Prashant Kumar Singh replies: The Opium Wars in the mid-19th century were an outcome of the conflict brought about by Britain’s relentless push for expansion of trade on the Chinese territories. China at the time had a closed door policy towards the European colonial powers. The Opium Wars finally forced China to open its door to foreign trade and on very unequal terms. Repeated defeat at the hands of the European powers came as a huge cultural shock for China that had long prided itself as the ‘Middle Kingdom’. Along with Britain and France, various other powers such as Germany and Italy as well as Czarist Russia and Japan subsequently became imperialist stakeholders in the exploitation of a weakened China.
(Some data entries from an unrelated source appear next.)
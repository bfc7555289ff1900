// Licensed to the Apache Software Foundation (ASF) under one
// or more contributor license agreements.  See the NOTICE file
// distributed with this work for additional information
// regarding copyright ownership.  The ASF licenses this file
// to you under the Apache License, Version 2.0 (the
// "License"); you may not use this file except in compliance
// with the License.  You may obtain a copy of the License at
//
//   http://www.apache.org/licenses/LICENSE-2.0
//
// Unless required by applicable law or agreed to in writing,
// software distributed under the License is distributed on an
// "AS IS" BASIS, WITHOUT WARRANTIES OR CONDITIONS OF ANY
// KIND, either express or implied.  See the License for the
// specific language governing permissions and limitations
// under the License.

//! HTTP transport for nimbus backed by [reqwest](https://docs.rs/reqwest).
//!
//! ```no_run
//! use std::time::Duration;
//!
//! use nimbus_core::Context;
//! use nimbus_http_send_reqwest::ReqwestHttpConnect;
//!
//! let ctx = Context::new().with_http_connect(
//!     ReqwestHttpConnect::default().with_timeout(Duration::from_secs(30)),
//! );
//! ```

use std::time::Duration;

use async_trait::async_trait;
use bytes::Bytes;
use log::debug;
use nimbus_core::{Endpoint, Error, HttpConnect, HttpSend, Result};
use reqwest::{Client, ClientBuilder, Request};

/// ReqwestHttpConnect opens transport handles backed by a fresh [`Client`].
///
/// Every handle owns its own connection pool. A persistent handle keeps idle
/// connections around; a non-persistent one disables pooling so the socket
/// is closed with the handle.
///
/// Timeouts configured here are the only cancellation mechanism nimbus has.
#[derive(Debug, Clone, Default)]
pub struct ReqwestHttpConnect {
    timeout: Option<Duration>,
    connect_timeout: Option<Duration>,
    user_agent: Option<String>,
}

impl ReqwestHttpConnect {
    /// Set the total timeout of each request.
    pub fn with_timeout(mut self, timeout: Duration) -> Self {
        self.timeout = Some(timeout);
        self
    }

    /// Set the timeout for establishing a connection.
    pub fn with_connect_timeout(mut self, timeout: Duration) -> Self {
        self.connect_timeout = Some(timeout);
        self
    }

    /// Set the user agent sent with each request.
    pub fn with_user_agent(mut self, user_agent: &str) -> Self {
        self.user_agent = Some(user_agent.to_string());
        self
    }

    fn client_builder(&self, persistent: bool) -> ClientBuilder {
        let mut builder = Client::builder();
        if !persistent {
            builder = builder.pool_max_idle_per_host(0);
        }
        if let Some(timeout) = self.timeout {
            builder = builder.timeout(timeout);
        }
        if let Some(timeout) = self.connect_timeout {
            builder = builder.connect_timeout(timeout);
        }
        if let Some(ua) = &self.user_agent {
            builder = builder.user_agent(ua.as_str());
        }
        builder
    }
}

impl HttpConnect for ReqwestHttpConnect {
    fn http_connect(&self, endpoint: &Endpoint, persistent: bool) -> Result<Box<dyn HttpSend>> {
        debug!("building reqwest client for {endpoint} (persistent: {persistent})");

        let client = self.client_builder(persistent).build().map_err(|e| {
            Error::transport("failed to build reqwest client").with_source(e)
        })?;
        Ok(Box::new(ReqwestHttpSend::new(client)))
    }
}

/// ReqwestHttpSend sends requests with a [`Client`].
#[derive(Debug, Default)]
pub struct ReqwestHttpSend {
    client: Client,
}

impl ReqwestHttpSend {
    /// Create a new ReqwestHttpSend with a reqwest::Client.
    pub fn new(client: Client) -> Self {
        Self { client }
    }
}

#[async_trait]
impl HttpSend for ReqwestHttpSend {
    async fn http_send(&self, req: http::Request<Bytes>) -> Result<http::Response<Bytes>> {
        let req = Request::try_from(req)
            .map_err(|e| Error::request_invalid("failed to convert request").with_source(e))?;
        let resp = self.client.execute(req).await.map_err(transport_error)?;

        let status = resp.status();
        let headers = resp.headers().clone();
        let body = resp.bytes().await.map_err(transport_error)?;

        let mut out = http::Response::new(body);
        *out.status_mut() = status;
        *out.headers_mut() = headers;
        Ok(out)
    }
}

fn transport_error(err: reqwest::Error) -> Error {
    let message = if err.is_timeout() {
        "request timed out"
    } else if err.is_connect() {
        "failed to connect"
    } else {
        "failed to send request"
    };

    Error::transport(message).with_source(err)
}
Although China never became a classic colony as India was of Great Britain, extra-territorial claims by imperialist powers severely undermined the Chinese sovereignty and forced it to open up its ports and make trade concessions that wreaked havoc on its economy and society. It was with the establishment of the People’s Republic in 1949 that China could finally emerge from what is regarded as the ‘Century of Humiliation’ in the Chinese national discourse.

It is often argued that China came to have a negative perception of India due to the participation of Indian troops in the Opium Wars. In this regard, one needs to bear in mind three basic historical facts: first, China’s exposure of India at the time was second hand as India then was a British colony; second, it was colonial British India and not an Indian force per se that had participated in the Opium Wars; and finally, the opium, the root cause of the Anglo-China wars, was produced in India though but the trade was conducted by the East India Company, the trading arm of Imperial Britain. The wars, therefore, were primarily fought between Qing Dynasty China and Great Britain, with the latter drawing troops from its Indian colony.

It must also be noted that India does not commemorate Indian troops’ participation in the Opium Wars as a national legacy. India instead regards the India-China solidarity against imperialism and the support extended by the Indian National Congress to the Chinese resistance against Japanese invasions in 1930s and 40s as its national legacy with reference to China. Put simply, memories of the Opium Wars do not shape the contemporary India-China relations.